* _EXERCISE INSTRUCTIONS_: Starting with the first line and ending with the one that holds "let dir = tempfile::tempdir().unwrap();", retype the entries exactly.

____ RECORDS SUPPLIED

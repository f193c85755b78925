pub mod health;

use axum::{
    routing::{get, put},
    Router,
};

use crate::artifacts::handlers as artifacts;
use crate::jobs::handlers as jobs;
use crate::state::AppState;

pub fn build_router(state: AppState) -> Router {
    Router::new()
        .route("/health", get(health::health_handler))
        // Delivery
        .route("/resume/:job_id", get(artifacts::handle_get_resume))
        // Jobs
        .route("/jobs", get(jobs::handle_list_jobs))
        .route("/jobs/versions", get(jobs::handle_list_versions))
        .route("/jobs/:id", get(jobs::handle_get_job))
        .route("/jobs/:id/status", put(jobs::handle_update_status))
        .route("/stats", get(jobs::handle_stats))
        .with_state(state)
}

#[cfg(test)]
mod tests {
    use std::path::Path;
    use std::sync::Arc;

    use axum::body::{to_bytes, Body};
    use axum::http::{header, Method, Request, StatusCode};
    use serde_json::{json, Value};
    use tower::ServiceExt;

    use super::*;
    use crate::artifacts::local::LocalFileReader;
    use crate::artifacts::locator::LocatorConfig;
    use crate::artifacts::testing::{FakeRenderer, MemoryObjectStore, RenderBehavior};
    use crate::artifacts::{ArtifactLocator, ArtifactResolver};
    use crate::jobs::status::JobStatus;
    use crate::jobs::store::memory::{job, MemoryJobStore};

    struct Harness {
        app: Router,
        jobs: Arc<MemoryJobStore>,
        renderer: Arc<FakeRenderer>,
        _dir: tempfile::TempDir,
    }

    fn harness(behavior: RenderBehavior) -> Harness {
        let dir = tempfile::tempdir().unwrap();
        write(dir.path(), "output/Acme/v2/resume.tex", b"\\documentclass{article}");

        let jobs = Arc::new(MemoryJobStore::new());
        let mut s3_job = job(42, "Acme", "SWE Intern", 1);
        s3_job.status = JobStatus::ResumeGenerated;
        s3_job.score = Some(88.0);
        s3_job.artifact_path = Some("s3://bucket/resumes/Acme/v1/Resume_Acme.tex".to_string());
        jobs.insert(s3_job);

        let mut local_job = job(7, "Acme", "SWE Intern", 2);
        local_job.status = JobStatus::ResumeGenerated;
        local_job.score = Some(93.0);
        local_job.artifact_path = Some("/files/output/Acme/v2/resume.tex".to_string());
        jobs.insert(local_job);

        let mut scored = job(8, "Globex", "Backend Engineer", 1);
        scored.score = Some(41.0);
        jobs.insert(scored);

        let store = Arc::new(MemoryObjectStore::with(&[(
            "resumes/Acme/v1/Resume_Acme.tex",
            b"\\begin{document}",
        )]));
        let renderer = FakeRenderer::new(dir.path(), behavior);
        let resolver = ArtifactResolver::new(
            ArtifactLocator::new(LocatorConfig::default()),
            store,
            LocalFileReader::new(dir.path()),
            renderer.clone(),
        );

        let app = build_router(AppState {
            jobs: jobs.clone(),
            resolver: Arc::new(resolver),
        });

        Harness {
            app,
            jobs,
            renderer,
            _dir: dir,
        }
    }

    fn write(root: &Path, rel: &str, body: &[u8]) {
        let path = root.join(rel);
        std::fs::create_dir_all(path.parent().unwrap()).unwrap();
        std::fs::write(path, body).unwrap();
    }

    async fn get(app: &Router, uri: &str) -> axum::response::Response {
        app.clone()
            .oneshot(Request::get(uri).body(Body::empty()).unwrap())
            .await
            .unwrap()
    }

    async fn put_status(app: &Router, id: i64, status: &str) -> axum::response::Response {
        put_status_body(app, &id.to_string(), json!({ "status": status }).to_string()).await
    }

    async fn put_status_body(app: &Router, id: &str, body: String) -> axum::response::Response {
        app.clone()
            .oneshot(
                Request::builder()
                    .method(Method::PUT)
                    .uri(format!("/jobs/{id}/status"))
                    .header(header::CONTENT_TYPE, "application/json")
                    .body(Body::from(body))
                    .unwrap(),
            )
            .await
            .unwrap()
    }

    async fn json_body(response: axum::response::Response) -> Value {
        let bytes = to_bytes(response.into_body(), usize::MAX).await.unwrap();
        serde_json::from_slice(&bytes).unwrap()
    }

    #[tokio::test]
    async fn test_health() {
        let h = harness(RenderBehavior::Compile);
        let response = get(&h.app, "/health").await;
        assert_eq!(response.status(), StatusCode::OK);
        assert_eq!(json_body(response).await["status"], "ok");
    }

    #[tokio::test]
    async fn test_download_source_from_object_store() {
        let h = harness(RenderBehavior::Compile);
        let response = get(&h.app, "/resume/42?format=source").await;

        assert_eq!(response.status(), StatusCode::OK);
        let headers = response.headers();
        assert_eq!(headers[header::CONTENT_TYPE], "text/plain");
        assert_eq!(
            headers[header::CONTENT_DISPOSITION],
            "attachment; filename=\"Resume_Acme.tex\""
        );
        assert_eq!(headers[header::CONTENT_LENGTH], "16");
        let bytes = to_bytes(response.into_body(), usize::MAX).await.unwrap();
        assert_eq!(&bytes[..], b"\\begin{document}");
    }

    #[tokio::test]
    async fn test_object_store_missing_pdf_is_404_without_compile() {
        let h = harness(RenderBehavior::Compile);
        let response = get(&h.app, "/resume/42?format=pdf").await;

        assert_eq!(response.status(), StatusCode::NOT_FOUND);
        assert_eq!(json_body(response).await["error"]["code"], "NOT_FOUND");
        assert!(h.renderer.calls().is_empty());
    }

    #[tokio::test]
    async fn test_local_pdf_is_compiled_on_first_request_only() {
        let h = harness(RenderBehavior::Compile);

        let response = get(&h.app, "/resume/7").await;
        assert_eq!(response.status(), StatusCode::OK);
        assert_eq!(response.headers()[header::CONTENT_TYPE], "application/pdf");
        assert_eq!(
            response.headers()[header::CONTENT_DISPOSITION],
            "attachment; filename=\"resume.pdf\""
        );
        let bytes = to_bytes(response.into_body(), usize::MAX).await.unwrap();
        assert!(bytes.starts_with(b"%PDF"));
        assert_eq!(h.renderer.calls(), vec!["output/Acme/v2/resume.tex".to_string()]);

        let again = get(&h.app, "/resume/7?format=rendered").await;
        assert_eq!(again.status(), StatusCode::OK);
        assert_eq!(h.renderer.calls().len(), 1);
    }

    #[tokio::test]
    async fn test_unreachable_renderer_is_503() {
        let h = harness(RenderBehavior::Unreachable);
        let response = get(&h.app, "/resume/7?format=pdf").await;
        assert_eq!(response.status(), StatusCode::SERVICE_UNAVAILABLE);
    }

    #[tokio::test]
    async fn test_failed_compile_is_500() {
        let h = harness(RenderBehavior::SucceedWithoutOutput);
        let response = get(&h.app, "/resume/7?format=pdf").await;
        assert_eq!(response.status(), StatusCode::INTERNAL_SERVER_ERROR);
        assert_eq!(
            json_body(response).await["error"]["code"],
            "RENDER_COMPILATION_FAILED"
        );
    }

    #[tokio::test]
    async fn test_unknown_job_and_missing_artifact_are_404() {
        let h = harness(RenderBehavior::Compile);
        assert_eq!(get(&h.app, "/resume/999").await.status(), StatusCode::NOT_FOUND);
        // Job 8 is only scored; no artifact path yet.
        assert_eq!(get(&h.app, "/resume/8").await.status(), StatusCode::NOT_FOUND);
    }

    #[tokio::test]
    async fn test_unknown_format_is_400() {
        let h = harness(RenderBehavior::Compile);
        let response = get(&h.app, "/resume/7?format=docx").await;
        assert_eq!(response.status(), StatusCode::BAD_REQUEST);
        assert!(h.renderer.calls().is_empty());
    }

    #[tokio::test]
    async fn test_update_status() {
        let h = harness(RenderBehavior::Compile);
        let response = put_status(&h.app, 7, "applied").await;

        assert_eq!(response.status(), StatusCode::OK);
        let body = json_body(response).await;
        assert_eq!(body["id"], 7);
        assert_eq!(body["status"], "applied");
        assert!(body["updated_at"].is_string());
        assert_eq!(h.jobs.status_of(7), Some(JobStatus::Applied));
    }

    #[tokio::test]
    async fn test_update_status_rejects_unknown_value() {
        let h = harness(RenderBehavior::Compile);
        let response = put_status(&h.app, 7, "not_a_real_status").await;

        assert_eq!(response.status(), StatusCode::BAD_REQUEST);
        assert_eq!(json_body(response).await["error"]["code"], "INVALID_STATUS");
        assert_eq!(h.jobs.status_of(7), Some(JobStatus::ResumeGenerated));
    }

    #[tokio::test]
    async fn test_update_status_rejects_non_string_status() {
        let h = harness(RenderBehavior::Compile);

        for body in [r#"{"status": 5}"#, r#"{"status": null}"#, "{}"] {
            let response = put_status_body(&h.app, "7", body.to_string()).await;
            assert_eq!(response.status(), StatusCode::BAD_REQUEST, "body {body}");
            assert_eq!(json_body(response).await["error"]["code"], "INVALID_STATUS");
        }
        assert_eq!(h.jobs.status_of(7), Some(JobStatus::ResumeGenerated));
    }

    #[tokio::test]
    async fn test_update_status_malformed_json_is_400() {
        let h = harness(RenderBehavior::Compile);
        let response = put_status_body(&h.app, "7", "not json".to_string()).await;

        assert_eq!(response.status(), StatusCode::BAD_REQUEST);
        assert_eq!(json_body(response).await["error"]["code"], "VALIDATION_ERROR");
    }

    #[tokio::test]
    async fn test_non_numeric_ids_use_error_body() {
        let h = harness(RenderBehavior::Compile);

        for uri in ["/resume/abc", "/jobs/abc"] {
            let response = get(&h.app, uri).await;
            assert_eq!(response.status(), StatusCode::BAD_REQUEST, "uri {uri}");
            assert_eq!(json_body(response).await["error"]["code"], "VALIDATION_ERROR");
        }

        let response = put_status_body(&h.app, "abc", json!({ "status": "applied" }).to_string()).await;
        assert_eq!(response.status(), StatusCode::BAD_REQUEST);
        assert_eq!(json_body(response).await["error"]["code"], "VALIDATION_ERROR");
    }

    #[tokio::test]
    async fn test_bad_query_parameters_use_error_body() {
        let h = harness(RenderBehavior::Compile);

        for uri in ["/jobs?limit=many", "/jobs/versions?owner=owner@example.com"] {
            let response = get(&h.app, uri).await;
            assert_eq!(response.status(), StatusCode::BAD_REQUEST, "uri {uri}");
            assert_eq!(json_body(response).await["error"]["code"], "VALIDATION_ERROR");
        }
    }

    #[tokio::test]
    async fn test_update_status_unknown_job() {
        let h = harness(RenderBehavior::Compile);
        let response = put_status(&h.app, 999, "applied").await;
        assert_eq!(response.status(), StatusCode::NOT_FOUND);
    }

    #[tokio::test]
    async fn test_job_detail_includes_versions() {
        let h = harness(RenderBehavior::Compile);
        let response = get(&h.app, "/jobs/42").await;

        assert_eq!(response.status(), StatusCode::OK);
        let body = json_body(response).await;
        assert_eq!(body["job"]["id"], 42);
        assert_eq!(body["has_resume"], true);
        let versions: Vec<i64> = body["versions"]
            .as_array()
            .unwrap()
            .iter()
            .map(|v| v["version"].as_i64().unwrap())
            .collect();
        assert_eq!(versions, vec![2, 1]);
    }

    #[tokio::test]
    async fn test_versions_endpoint() {
        let h = harness(RenderBehavior::Compile);
        let response = get(
            &h.app,
            "/jobs/versions?owner=owner@example.com&company=Acme&role=SWE%20Intern",
        )
        .await;

        assert_eq!(response.status(), StatusCode::OK);
        let body = json_body(response).await;
        assert_eq!(body["latest"], 7);
        assert_eq!(body["versions"].as_array().unwrap().len(), 2);

        let empty = json_body(
            get(&h.app, "/jobs/versions?owner=owner@example.com&company=Nope&role=Nope").await,
        )
        .await;
        assert_eq!(empty["latest"], Value::Null);
        assert_eq!(empty["versions"], json!([]));
    }

    #[tokio::test]
    async fn test_list_jobs_filters() {
        let h = harness(RenderBehavior::Compile);

        let all = json_body(get(&h.app, "/jobs").await).await;
        let ids: Vec<i64> = all
            .as_array()
            .unwrap()
            .iter()
            .map(|j| j["id"].as_i64().unwrap())
            .collect();
        assert_eq!(ids, vec![8, 7, 42]);

        let generated = json_body(get(&h.app, "/jobs?status=resume_generated&min_score=90").await).await;
        assert_eq!(generated.as_array().unwrap().len(), 1);
        assert_eq!(generated[0]["id"], 7);

        let paged = json_body(get(&h.app, "/jobs?limit=1&offset=1").await).await;
        assert_eq!(paged[0]["id"], 7);

        let bad = get(&h.app, "/jobs?status=bogus").await;
        assert_eq!(bad.status(), StatusCode::BAD_REQUEST);
    }

    #[tokio::test]
    async fn test_stats() {
        let h = harness(RenderBehavior::Compile);
        let body = json_body(get(&h.app, "/stats").await).await;

        assert_eq!(body["totals"]["total_jobs"], 3);
        assert_eq!(body["totals"]["resumes_generated"], 2);
        assert_eq!(body["totals"]["scored"], 1);
        assert_eq!(body["totals"]["max_score"], 93.0);
        assert_eq!(
            body["score_distribution"],
            json!([
                { "range": "90-100", "count": 1 },
                { "range": "80-89", "count": 1 },
                { "range": "Below 50", "count": 1 }
            ])
        );
        assert_eq!(body["recent_jobs"].as_array().unwrap().len(), 3);
    }

    #[tokio::test]
    async fn test_stats_scoped_to_owner() {
        let h = harness(RenderBehavior::Compile);
        let mut other = job(9, "Initech", "Analyst", 1);
        other.owner = "someone@example.com".to_string();
        other.score = Some(75.0);
        h.jobs.insert(other);

        let body = json_body(get(&h.app, "/stats?owner=someone@example.com").await).await;
        assert_eq!(body["totals"]["total_jobs"], 1);
        assert_eq!(body["totals"]["avg_score"], 75.0);
        assert_eq!(body["score_distribution"], json!([{ "range": "70-79", "count": 1 }]));
        assert_eq!(body["recent_jobs"][0]["id"], 9);
    }
}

________

* _RESULT OF THE EXERCISE_:
repository f193c85755b78925
pub mod health;

use axum::{
    routing::{get, put},
    Router,
};

use crate::artifacts::handlers as artifacts;
use crate::jobs::handlers as jobs;
use crate::state::AppState;

pub fn build_router(state: AppState) -> Router {
    Router::new()
        .route("/health", get(health::health_handler))
        // Delivery
        .route("/resume/:job_id", get(artifacts::handle_get_resume))
        // Jobs
        .route("/jobs", get(jobs::handle_list_jobs))
        .route("/jobs/versions", get(jobs::handle_list_versions))
        .route("/jobs/:id", get(jobs::handle_get_job))
        .route("/jobs/:id/status", put(jobs::handle_update_status))
        .route("/stats", get(jobs::handle_stats))
        .with_state(state)
}

#[cfg(test)]
mod tests {
    use std::path::Path;
    use std::sync::Arc;

    use axum::body::{to_bytes, Body};
    use axum::http::{header, Method, Request, StatusCode};
    use serde_json::{json, Value};
    use tower::ServiceExt;

    use super::*;
    use crate::artifacts::local::LocalFileReader;
    use crate::artifacts::locator::LocatorConfig;
    use crate::artifacts::testing::{FakeRenderer, MemoryObjectStore, RenderBehavior};
    use crate::artifacts::{ArtifactLocator, ArtifactResolver};
    use crate::jobs::status::JobStatus;
    use crate::jobs::store::memory::{job, MemoryJobStore};

    struct Harness {
        app: Router,
        jobs: Arc<MemoryJobStore>,
        renderer: Arc<FakeRenderer>,
        _dir: tempfile::TempDir,
    }

    fn harness(behavior: RenderBehavior) -> Harness {
        let dir = tempfile::tempdir().unwrap();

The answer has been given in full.